• _Entries provided_
//! Transport connection manager
//!
//! Owns the single WebSocket connection to the event stream. Handles
//! connect/disconnect/reconnect with bounded backoff and fans incoming
//! events out to the stores via a broadcast channel.
//!
//! Reconnect policy: delay = base_delay * attempt, attempt capped at
//! max_reconnect_attempts. Past the cap the connection stays in
//! `Reconnecting` with no further timers; going offline is an observable
//! state, not an error.

use futures_util::{SinkExt, StreamExt};
use std::time::Duration;
use tokio::sync::{broadcast, mpsc, watch, Mutex};
use tokio_tungstenite::{connect_async, tungstenite::protocol::Message};
use tracing::{debug, error, info, warn};

use crate::config::SyncConfig;
use crate::types::{ClientEvent, Result, ServerEvent, SyncError};

/// Connection lifecycle phase
#[derive(Debug, Clone, Copy, PartialEq, Eq)]
pub enum ConnectionPhase {
    Disconnected,
    Connecting,
    Connected,
    Reconnecting,
}

/// Observable connection state, published on a watch channel
#[derive(Debug, Clone, PartialEq)]
pub struct ConnectionState {
    pub phase: ConnectionPhase,
    pub attempt: u32,
    pub last_error: Option<String>,
}

impl ConnectionState {
    fn disconnected() -> Self {
        Self {
            phase: ConnectionPhase::Disconnected,
            attempt: 0,
            last_error: None,
        }
    }

    pub fn is_connected(&self) -> bool {
        self.phase == ConnectionPhase::Connected
    }

    /// True once reconnect attempts are exhausted and no timer is pending
    pub fn is_offline(&self, max_attempts: u32) -> bool {
        self.phase == ConnectionPhase::Reconnecting && self.attempt > max_attempts
    }
}

/// Handles for a live connection task
struct LiveConnection {
    outbound: mpsc::Sender<ClientEvent>,
    shutdown: watch::Sender<bool>,
}

/// Manages the event-stream connection lifecycle
pub struct ConnectionManager {
    socket_url: String,
    base_delay: Duration,
    max_attempts: u32,
    state_tx: watch::Sender<ConnectionState>,
    events_tx: broadcast::Sender<ServerEvent>,
    live: Mutex<Option<LiveConnection>>,
}

impl ConnectionManager {
    pub fn new(config: &SyncConfig) -> Self {
        let (state_tx, _) = watch::channel(ConnectionState::disconnected());
        let (events_tx, _) = broadcast::channel(256);
        Self {
            socket_url: config.socket_url.clone(),
            base_delay: config.reconnect_base_delay,
            max_attempts: config.max_reconnect_attempts,
            state_tx,
            events_tx,
            live: Mutex::new(None),
        }
    }

    /// Watch connection-state transitions
    pub fn state(&self) -> watch::Receiver<ConnectionState> {
        self.state_tx.subscribe()
    }

    /// Subscribe to inbound server events
    pub fn subscribe(&self) -> broadcast::Receiver<ServerEvent> {
        self.events_tx.subscribe()
    }

    /// Current phase snapshot
    pub fn phase(&self) -> ConnectionPhase {
        self.state_tx.borrow().phase
    }

    /// Start the connection task with the given connection-time credential.
    ///
    /// A live connection already exists: no-op. Only one connection may
    /// exist per session.
    pub async fn connect(&self, token: &str) -> Result<()> {
        if token.is_empty() {
            return Err(SyncError::Invalid("auth token is required".into()));
        }

        let mut live = self.live.lock().await;
        if live.is_some() {
            debug!("connect() while a connection task exists; no-op");
            return Ok(());
        }

        let (outbound_tx, outbound_rx) = mpsc::channel(64);
        let (shutdown_tx, shutdown_rx) = watch::channel(false);

        let runner = ConnectionRunner {
            url: handshake_url(&self.socket_url, token),
            base_delay: self.base_delay,
            max_attempts: self.max_attempts,
            state_tx: self.state_tx.clone(),
            events_tx: self.events_tx.clone(),
            shutdown: shutdown_rx,
        };
        tokio::spawn(runner.run(outbound_rx));

        *live = Some(LiveConnection {
            outbound: outbound_tx,
            shutdown: shutdown_tx,
        });
        Ok(())
    }

    /// Enqueue an outbound event, fire-and-forget.
    ///
    /// Fails with `Closed` when no connection task is live; events queued
    /// while reconnecting are flushed once the connection is back.
    pub async fn send(&self, event: ClientEvent) -> Result<()> {
        let live = self.live.lock().await;
        match live.as_ref() {
            Some(conn) => conn
                .outbound
                .try_send(event)
                .map_err(|e| SyncError::Closed(format!("outbound queue: {}", e))),
            None => Err(SyncError::Closed("no live connection".into())),
        }
    }

    /// Tear the connection down. Idempotent; safe to call when already
    /// disconnected. Cancels any pending retry timer and stops event
    /// dispatch immediately (events racing the teardown are dropped by the
    /// shutdown check in the connection task).
    pub async fn teardown(&self) {
        let mut live = self.live.lock().await;
        if let Some(conn) = live.take() {
            let _ = conn.shutdown.send(true);
            info!("Transport teardown requested");
        }
        self.state_tx.send_replace(ConnectionState::disconnected());
    }
}

/// State carried by the spawned connection task
struct ConnectionRunner {
    url: String,
    base_delay: Duration,
    max_attempts: u32,
    state_tx: watch::Sender<ConnectionState>,
    events_tx: broadcast::Sender<ServerEvent>,
    shutdown: watch::Receiver<bool>,
}

impl ConnectionRunner {
    fn set_state(&self, phase: ConnectionPhase, attempt: u32, last_error: Option<String>) {
        // After a teardown the manager owns the state; a racing task must
        // not resurrect it.
        if *self.shutdown.borrow() {
            return;
        }
        self.state_tx.send_replace(ConnectionState {
            phase,
            attempt,
            last_error,
        });
    }

    async fn run(mut self, mut outbound: mpsc::Receiver<ClientEvent>) {
        let mut attempt: u32 = 0;

        loop {
            if *self.shutdown.borrow() {
                break;
            }

            self.set_state(ConnectionPhase::Connecting, attempt, None);
            debug!(url = %redact_token(&self.url), "Connecting to event stream");

            let mut shutdown = self.shutdown.clone();
            let connected = tokio::select! {
                result = connect_async(self.url.as_str()) => result,
                _ = shutdown.changed() => break,
            };

            match connected {
                Ok((ws, _)) => {
                    attempt = 0;
                    self.set_state(ConnectionPhase::Connected, 0, None);
                    info!("Event stream connected");

                    let reason = self.drive(ws, &mut outbound).await;
                    match reason {
                        CloseReason::LocalTeardown => break,
                        CloseReason::Remote(e) => {
                            warn!("Event stream lost: {}", e);
                        }
                    }
                }
                Err(e) => {
                    error!("Event stream connect failed: {}", e);
                }
            }

            // Remote-initiated loss or failed attempt: back off and retry
            attempt += 1;
            if attempt > self.max_attempts {
                self.set_state(
                    ConnectionPhase::Reconnecting,
                    attempt,
                    Some("reconnect attempts exhausted".to_string()),
                );
                warn!(
                    max_attempts = self.max_attempts,
                    "Reconnect attempts exhausted; staying offline"
                );
                // Terminal observable state. Hold until teardown.
                let mut shutdown = self.shutdown.clone();
                let _ = shutdown.wait_for(|stop| *stop).await;
                break;
            }

            let delay = self.base_delay * attempt;
            self.set_state(ConnectionPhase::Reconnecting, attempt, None);
            info!(attempt, max = self.max_attempts, ?delay, "Reconnecting after delay");

            let mut shutdown = self.shutdown.clone();
            tokio::select! {
                _ = tokio::time::sleep(delay) => {}
                _ = shutdown.changed() => break,
            }
        }

        debug!("Connection task ended");
    }

    /// Drive one live connection until it drops or teardown is requested
    async fn drive(
        &mut self,
        ws: tokio_tungstenite::WebSocketStream<
            tokio_tungstenite::MaybeTlsStream<tokio::net::TcpStream>,
        >,
        outbound: &mut mpsc::Receiver<ClientEvent>,
    ) -> CloseReason {
        let (mut sink, mut stream) = ws.split();
        let mut shutdown = self.shutdown.clone();

        loop {
            tokio::select! {
                _ = shutdown.changed() => {
                    let _ = sink.send(Message::Close(None)).await;
                    return CloseReason::LocalTeardown;
                }
                event = outbound.recv() => {
                    match event {
                        Some(event) => {
                            let frame = match serde_json::to_string(&event) {
                                Ok(frame) => frame,
                                Err(e) => {
                                    error!("Failed to encode outbound event: {}", e);
                                    continue;
                                }
                            };
                            if let Err(e) = sink.send(Message::Text(frame)).await {
                                return CloseReason::Remote(e.to_string());
                            }
                        }
                        // Manager dropped the sender: treat as teardown
                        None => {
                            let _ = sink.send(Message::Close(None)).await;
                            return CloseReason::LocalTeardown;
                        }
                    }
                }
                msg = stream.next() => {
                    match msg {
                        Some(Ok(Message::Text(text))) => {
                            // Teardown raced with delivery: drop, never dispatch
                            if *self.shutdown.borrow() {
                                return CloseReason::LocalTeardown;
                            }
                            match serde_json::from_str::<ServerEvent>(&text) {
                                Ok(event) => {
                                    // No receivers is fine; consumers come and go
                                    let _ = self.events_tx.send(event);
                                }
                                Err(e) => {
                                    debug!("Dropping unparseable event: {} ({})", e, text);
                                }
                            }
                        }
                        Some(Ok(Message::Ping(data))) => {
                            let _ = sink.send(Message::Pong(data)).await;
                        }
                        Some(Ok(Message::Close(frame))) => {
                            return CloseReason::Remote(format!("closed by server: {:?}", frame));
                        }
                        Some(Ok(_)) => {}
                        Some(Err(e)) => {
                            return CloseReason::Remote(e.to_string());
                        }
                        None => {
                            return CloseReason::Remote("stream ended".to_string());
                        }
                    }
                }
            }
        }
    }
}

enum CloseReason {
    /// Teardown requested locally; do not reconnect
    LocalTeardown,
    /// The remote end dropped the connection; reconnect with backoff
    Remote(String),
}

/// Handshake URL with the auth token as connection-time credential.
///
/// A bare origin (`ws://host:port`) gets the `/` path inserted first: the
/// request target of the upgrade must be a path, never `?token=..` alone.
fn handshake_url(socket_url: &str, token: &str) -> String {
    let (base, query) = match socket_url.split_once('?') {
        Some((base, query)) => (base, Some(query)),
        None => (socket_url, None),
    };

    let authority_start = base.find("://").map(|i| i + 3).unwrap_or(0);
    let mut url = base.to_string();
    if !base[authority_start..].contains('/') {
        url.push('/');
    }

    match query {
        Some(query) => format!("{}?{}&token={}", url, query, token),
        None => format!("{}?token={}", url, token),
    }
}

fn redact_token(url: &str) -> String {
    match url.find("token=") {
        Some(idx) => format!("{}token=<redacted>", &url[..idx]),
        None => url.to_string(),
    }
}

#[cfg(test)]
mod tests {
    use super::*;

    #[test]
    fn test_handshake_url_appends_token() {
        assert_eq!(
            handshake_url("ws://localhost:4000/ws", "abc"),
            "ws://localhost:4000/ws?token=abc"
        );
        assert_eq!(
            handshake_url("ws://localhost:4000/ws?v=2", "abc"),
            "ws://localhost:4000/ws?v=2&token=abc"
        );
    }

    #[test]
    fn test_handshake_url_bare_origin_gets_root_path() {
        assert_eq!(
            handshake_url("ws://127.0.0.1:4000", "abc"),
            "ws://127.0.0.1:4000/?token=abc"
        );
        assert_eq!(
            handshake_url("wss://example.com", "abc"),
            "wss://example.com/?token=abc"
        );
    }

    #[test]
    fn test_redact_token() {
        assert_eq!(
            redact_token("ws://h/ws?token=secret"),
            "ws://h/ws?token=<redacted>"
        );
    }

    #[test]
    fn test_offline_detection() {
        let state = ConnectionState {
            phase: ConnectionPhase::Reconnecting,
            attempt: 6,
            last_error: None,
        };
        assert!(state.is_offline(5));

        let state = ConnectionState {
            phase: ConnectionPhase::Reconnecting,
            attempt: 3,
            last_error: None,
        };
        assert!(!state.is_offline(5));
    }

    #[tokio::test]
    async fn test_connect_requires_token() {
        let manager = ConnectionManager::new(&SyncConfig::default());
        assert!(matches!(
            manager.connect("").await,
            Err(SyncError::Invalid(_))
        ));
    }

    #[tokio::test]
    async fn test_send_without_connection_is_closed() {
        let manager = ConnectionManager::new(&SyncConfig::default());
        let err = manager
            .send(ClientEvent::JoinRoom {
                room: "supervisors".to_string(),
            })
            .await
            .unwrap_err();
        assert!(matches!(err, SyncError::Closed(_)));
    }

    #[tokio::test]
    async fn test_teardown_is_idempotent() {
        let manager = ConnectionManager::new(&SyncConfig::default());
        manager.teardown().await;
        manager.teardown().await;
        assert_eq!(manager.phase(), ConnectionPhase::Disconnected);
    }
}
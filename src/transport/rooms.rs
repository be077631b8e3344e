//! Room subscription controller
//!
//! Computes the room set for an identity and keeps join/leave bookkeeping
//! so no stale room membership leaks across identity changes.

use std::sync::Mutex;
use tracing::{debug, warn};

use crate::types::{ClientEvent, Role, User};

use super::connection::ConnectionManager;

/// Supervisors-wide room
pub const ROOM_SUPERVISORS: &str = "supervisors";
/// National-authority oversight room
pub const ROOM_AUTHORITY: &str = "authority";

/// Room set for a role and assigned block.
///
/// The mapping is an exhaustive match: adding a role without deciding its
/// rooms fails to compile instead of silently joining nothing.
pub fn rooms_for(role: Role, block_id: Option<&str>) -> Vec<String> {
    match role {
        Role::Cleaner => match block_id {
            Some(block) => vec![format!("block:{}", block)],
            None => {
                warn!("Cleaner without an assigned block joins no rooms");
                Vec::new()
            }
        },
        Role::Supervisor => vec![ROOM_SUPERVISORS.to_string()],
        Role::Authority => vec![ROOM_AUTHORITY.to_string()],
    }
}

/// Tracks the joined room set for the live connection
#[derive(Default)]
pub struct RoomSubscriptions {
    joined: Mutex<Vec<String>>,
}

impl RoomSubscriptions {
    pub fn new() -> Self {
        Self::default()
    }

    /// Rooms currently believed joined
    pub fn joined(&self) -> Vec<String> {
        self.joined.lock().expect("room lock poisoned").clone()
    }

    /// Join the room set for `user`, leaving any previous set first.
    ///
    /// Join requests are fire-and-forget; the server does not acknowledge
    /// them in this protocol.
    pub async fn join_for(&self, transport: &ConnectionManager, user: &User) {
        self.leave_all(transport).await;

        let rooms = rooms_for(user.role, user.block_id.as_deref());
        for room in &rooms {
            debug!(room = %room, "Joining room");
            if let Err(e) = transport
                .send(ClientEvent::JoinRoom { room: room.clone() })
                .await
            {
                warn!(room = %room, "Join request not sent: {}", e);
            }
        }

        *self.joined.lock().expect("room lock poisoned") = rooms;
    }

    /// Leave every previously joined room. Invoked on disconnect and before
    /// any new join set is computed on identity change.
    pub async fn leave_all(&self, transport: &ConnectionManager) {
        let rooms = std::mem::take(&mut *self.joined.lock().expect("room lock poisoned"));
        for room in rooms {
            debug!(room = %room, "Leaving room");
            if let Err(e) = transport.send(ClientEvent::LeaveRoom { room }).await {
                // Connection already gone; server-side membership died with it
                debug!("Leave request not sent: {}", e);
            }
        }
    }

    /// Forget the joined set without emitting leave events. Used when the
    /// connection dropped: server-side membership is already gone.
    pub fn reset(&self) {
        self.joined.lock().expect("room lock poisoned").clear();
    }
}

• _Work item_
Give the lines exactly as they stand, from the line with "for room in rooms" through the end of the material.

• _Output of the exercise_
        for room in rooms {
            debug!(room = %room, "Leaving room");
            if let Err(e) = transport.send(ClientEvent::LeaveRoom { room }).await {
                // Connection already gone; server-side membership died with it
                debug!("Leave request not sent: {}", e);
            }
        }
    }

    /// Forget the joined set without emitting leave events. Used when the
    /// connection dropped: server-side membership is already gone.
    pub fn reset(&self) {
        self.joined.lock().expect("room lock poisoned").clear();
    }
}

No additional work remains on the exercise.